Hiroshima. 1930s. Then comes the flashback when Suzu was to meet the man she would marry in a tradition called omiai (arranged marriage). Shusaku, the man she would marry, is part of the military corps. When they finally met, Shusaku said that he already knows Suzu by her mole, with Suzu clueless as to where they could have met. Suzu also met her longtime friend Tetsu and drew him a picture of him as a child and the ocean, the time when Tetsu's brother was killed in the navy war. 
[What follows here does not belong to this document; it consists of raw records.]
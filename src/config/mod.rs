// src/config/mod.rs

//! Configuration loading and validation for flowdag.
//!
//! Responsibilities:
//! - Define the TOML-backed data model (`model.rs`).
//! - Load a config file from disk (`loader.rs`).
//! - Validate references and acyclicity (`validate.rs`).
//! - Build a [`Flow`](crate::flow::Flow) from a validated config (`build.rs`).

pub mod build;
pub mod loader;
pub mod model;
pub mod validate;

pub use build::build_flow;
pub use loader::{
    default_config_path, load_and_validate, load_from_path, load_from_str, DEFAULT_CONFIG_FILE,
};
pub use model::{
    ConfigFile, ConfigSection, DepConfig, FinishConfig, RawConfigFile, TaskConfig, WorkConfig,
};
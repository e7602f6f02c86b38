// src/flow/finish.rs

//! Finishing actions ("on all ok") run once a work's members all succeeded.

use std::collections::BTreeMap;
use std::fmt;
use std::fs;
use std::path::{Path, PathBuf};
use std::str::FromStr;

use serde::{Deserialize, Serialize};
use tracing::debug;

use crate::dag::Artifact;
use crate::errors::{FlowError, Result};
use crate::types::{TaskId, TaskKind, WorkId};

/// Outcome of a finishing action.
#[derive(Debug, Clone, PartialEq, Eq, Serialize, Deserialize)]
pub struct WorkResult {
    pub success: bool,
    pub message: String,
    /// Consolidated artifacts the work exposes to dependents.
    #[serde(default)]
    pub outputs: BTreeMap<Artifact, PathBuf>,
}

impl WorkResult {
    pub fn ok(message: impl Into<String>) -> Self {
        Self {
            success: true,
            message: message.into(),
            outputs: BTreeMap::new(),
        }
    }

    pub fn failed(message: impl Into<String>) -> Self {
        Self {
            success: false,
            message: message.into(),
            outputs: BTreeMap::new(),
        }
    }

    pub fn with_output(mut self, artifact: impl Into<Artifact>, path: impl Into<PathBuf>) -> Self {
        self.outputs.insert(artifact.into(), path.into());
        self
    }
}

/// Final state of one member, as seen by the finishing action.
#[derive(Debug, Clone)]
pub struct MemberOutputs<'a> {
    pub task: TaskId,
    pub kind: TaskKind,
    pub outputs: &'a BTreeMap<Artifact, PathBuf>,
}

/// Everything a finishing action may look at.
#[derive(Debug, Clone)]
pub struct FinishContext<'a> {
    pub work: WorkId,
    pub label: &'a str,
    /// Directory reserved for the work's consolidated artifacts.
    pub outdir: PathBuf,
    /// Members in registration order, all `Succeeded`.
    pub members: Vec<MemberOutputs<'a>>,
}

impl FinishContext<'_> {
    /// Every member location of `artifact`, in registration order.
    pub fn sources(&self, artifact: &Artifact) -> Vec<(TaskId, &Path)> {
        self.members
            .iter()
            .filter_map(|m| m.outputs.get(artifact).map(|p| (m.task, p.as_path())))
            .collect()
    }
}

/// Strategy invoked exactly once when a work's members all succeeded.
pub trait OnAllOk: Send + Sync {
    fn on_all_ok(&self, ctx: &FinishContext<'_>) -> WorkResult;

    /// Artifacts this action promises to expose. Used by the eager
    /// configuration check; an empty list means "nothing".
    fn produces(&self) -> Vec<Artifact> {
        Vec::new()
    }
}

/// Merge every member's `source` artifact into one `target` artifact.
#[derive(Debug, Clone, PartialEq, Eq, Serialize, Deserialize)]
pub struct MergeRule {
    pub source: Artifact,
    pub target: Artifact,
}

impl MergeRule {
    pub fn same(artifact: impl Into<Artifact>) -> Self {
        let artifact = artifact.into();
        Self {
            source: artifact.clone(),
            target: artifact,
        }
    }

    pub fn into_target(source: impl Into<Artifact>, target: impl Into<Artifact>) -> Self {
        Self {
            source: source.into(),
            target: target.into(),
        }
    }
}

/// Accepts `"DDB"` or `"POT->DVDB"`.
impl FromStr for MergeRule {
    type Err = FlowError;

    fn from_str(s: &str) -> Result<Self> {
        match s.split_once("->") {
            Some((source, target)) => Ok(MergeRule {
                source: source.parse()?,
                target: target.parse()?,
            }),
            None => Ok(MergeRule::same(s.parse::<Artifact>()?)),
        }
    }
}

impl fmt::Display for MergeRule {
    fn fmt(&self, f: &mut fmt::Formatter<'_>) -> fmt::Result {
        if self.source == self.target {
            write!(f, "{}", self.source)
        } else {
            write!(f, "{}->{}", self.source, self.target)
        }
    }
}

/// Serializable choice of finishing action stored on each work.
///
/// `Named` refers to a strategy registered on the flow with
/// `Flow::register_finisher`; it is looked up when the work completes.
#[derive(Debug, Clone, PartialEq, Eq, Default, Serialize, Deserialize)]
#[serde(rename_all = "snake_case")]
pub enum Finisher {
    #[default]
    Noop,
    Merge(Vec<MergeRule>),
    Named(String),
}

impl Finisher {
    pub fn merge<I, A>(artifacts: I) -> Self
    where
        I: IntoIterator<Item = A>,
        A: Into<Artifact>,
    {
        Finisher::Merge(artifacts.into_iter().map(MergeRule::same).collect())
    }
}

impl OnAllOk for Finisher {
    fn on_all_ok(&self, ctx: &FinishContext<'_>) -> WorkResult {
        match self {
            Finisher::Noop => WorkResult::ok("all tasks completed"),
            Finisher::Merge(rules) => merge_artifacts(ctx, rules),
            Finisher::Named(name) => {
                WorkResult::failed(format!("finishing action '{name}' is not registered"))
            }
        }
    }

    fn produces(&self) -> Vec<Artifact> {
        match self {
            Finisher::Noop | Finisher::Named(_) => Vec::new(),
            Finisher::Merge(rules) => rules.iter().map(|r| r.target.clone()).collect(),
        }
    }
}

/// Manifest written for each merged artifact.
#[derive(Debug, Clone, Serialize, Deserialize)]
pub struct MergeManifest {
    pub artifact: Artifact,
    pub work: WorkId,
    pub sources: Vec<PathBuf>,
}

/// Consolidate like-named member artifacts. Each target becomes a JSON
/// manifest in the work's output directory listing the merged sources in
/// member order; the actual binary merge belongs to the external merge tool
/// that reads it.
fn merge_artifacts(ctx: &FinishContext<'_>, rules: &[MergeRule]) -> WorkResult {
    let mut result = WorkResult::ok(String::new());
    let mut merged = Vec::new();

    for rule in rules {
        let sources: Vec<PathBuf> = ctx
            .sources(&rule.source)
            .into_iter()
            .map(|(_, p)| p.to_path_buf())
            .collect();

        if sources.is_empty() {
            return WorkResult::failed(format!(
                "no member of work '{}' produced {}",
                ctx.label, rule.source
            ));
        }

        let manifest = MergeManifest {
            artifact: rule.target.clone(),
            work: ctx.work,
            sources,
        };
        let path = ctx.outdir.join(rule.target.file_name());

        if let Err(e) = write_manifest(&path, &manifest) {
            return WorkResult::failed(format!(
                "merging {} into {}: {e}",
                rule.source,
                path.display()
            ));
        }

        debug!(
            work = %ctx.work,
            artifact = %rule.target,
            sources = manifest.sources.len(),
            "merged artifact"
        );
        merged.push(format!("{} ({} files)", rule, manifest.sources.len()));
        result.outputs.insert(rule.target.clone(), path);
    }

    result.message = format!("merge done: {}", merged.join(", "));
    result
}

fn write_manifest(path: &Path, manifest: &MergeManifest) -> Result<()> {
    if let Some(parent) = path.parent() {
        fs::create_dir_all(parent)?;
    }
    let body = serde_json::to_vec_pretty(manifest)?;
    fs::write(path, body)?;
    Ok(())
}

#[cfg(test)]
mod tests {
    use super::*;

    fn outputs(pairs: &[(&str, &str)]) -> BTreeMap<Artifact, PathBuf> {
        pairs
            .iter()
            .map(|(a, p)| (Artifact::from(*a), PathBuf::from(p)))
            .collect()
    }

    #[test]
    fn merge_rule_parsing() {
        let r: MergeRule = "POT->DVDB".parse().unwrap();
        assert_eq!(r.source.as_str(), "POT");
        assert_eq!(r.target.as_str(), "DVDB");
        assert_eq!(r.to_string(), "POT->DVDB");
        assert_eq!("ddb".parse::<MergeRule>().unwrap(), MergeRule::same("DDB"));
        assert!("->DDB".parse::<MergeRule>().is_err());
    }

    #[test]
    fn merge_writes_one_manifest_per_target() {
        let dir = tempfile::tempdir().unwrap();
        let a = outputs(&[("DDB", "/runs/t0/out_DDB"), ("POT", "/runs/t0/out_POT")]);
        let b = outputs(&[("DDB", "/runs/t1/out_DDB")]);
        let ctx = FinishContext {
            work: WorkId(2),
            label: "phonons",
            outdir: dir.path().to_path_buf(),
            members: vec![
                MemberOutputs { task: TaskId(0), kind: TaskKind::Phonon, outputs: &a },
                MemberOutputs { task: TaskId(1), kind: TaskKind::Phonon, outputs: &b },
            ],
        };

        let finisher = Finisher::Merge(vec![
            MergeRule::same("DDB"),
            MergeRule::into_target("POT", "DVDB"),
        ]);
        let result = finisher.on_all_ok(&ctx);
        assert!(result.success, "{}", result.message);

        let ddb = &result.outputs[&Artifact::from("DDB")];
        let manifest: MergeManifest =
            serde_json::from_slice(&std::fs::read(ddb).unwrap()).unwrap();
        assert_eq!(manifest.sources.len(), 2);
        assert_eq!(manifest.work, WorkId(2));
        assert!(result.outputs.contains_key(&Artifact::from("DVDB")));
        assert_eq!(
            finisher.produces(),
            vec![Artifact::from("DDB"), Artifact::from("DVDB")]
        );
    }

    #[test]
    fn merge_fails_when_no_member_produced_the_source() {
        let a = outputs(&[("WFK", "/runs/t0/out_WFK")]);
        let ctx = FinishContext {
            work: WorkId(0),
            label: "gs",
            outdir: PathBuf::from("/nonexistent"),
            members: vec![MemberOutputs { task: TaskId(0), kind: TaskKind::Scf, outputs: &a }],
        };
        let result = Finisher::merge(["DDB"]).on_all_ok(&ctx);
        assert!(!result.success);
        assert!(result.message.contains("DDB"));
    }
}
Everything seems normal at first: as a housewife, Suzu worked hard in the house and served her husband well. During these times her husband was working in the military and they both lived in her parents' house, while her elder sister visits them with her daughter occasionally. A significant scene appears when Suzu got lost in the village and met Rin-san, a geisha who was kind and sweet. When she found out that Suzu is good at drawing, she made her draw a picture of a watermelon and caramel. Eventually they bid each other goodbye. 

A conflict arises when Suzu found out that her husband Shusaku seemed to know Rin-san as a customer, and becomes cold to him for a while. Tetsu visited Suzu and gave her an omiyage (present) of a bird's feather and said that it might be the last time they meet each other.

Before the war worsened, spring passed by and Rin and Suzu met again. They shared stories and Rin left Suzu with inspirational messages about the war.
Just because you're lacking a little something, doesn't mean there's no place for you in this world." (だれでもちいとたらもんがあるくらいで、この世界に場所はなくなら。)

The war came like a thunder afterwards and time bombs were scattered everywhere. Shusaku was promoted as a military commander and would be away for three whole months. Suzu endured this while taking care of her niece, Harumi but ended up getting blown by a time bomb hidden in the bushes and a fence, killing Harumi and taking her right hand. 

A part of Suzu was lost during that time because everything she did--cleaning the house, making Harumi a pouch, sketching drawings for her friend Tetsu and Rin and hugging her husband Shusaku became impossible without her right hand. She decided to wander off alone because she still could not accept the fact that her loved ones died and still they lost the war. Shusaku found her and invited her to come home. She said that her home could have been the fence where the time bomb was and then she would be with her loved ones--Harumi, Tetsu and Rin.

"I'll be your home. I hope it would be fine for you," Shusaku said in assurance.

In the end, Suzu returned home and finally accepted the realities of life during the war, and thanked her husband, who would always find her because of her mole, even during that time that she got lost when she was a kid and Shusaku helped her find her way home.

Such Japanese drama movies always make me cry and, and as a Linguistics student who studies Japanese,  appreciate the Japanese culture better. I have noticed that the characters use a Japanese dialect compared to the Japanese used in the cities. The general theme of the movie, I believe is finding one's place in the world even if he is nowhere near perfect, and moving on so that one can face the future with confidence and hope.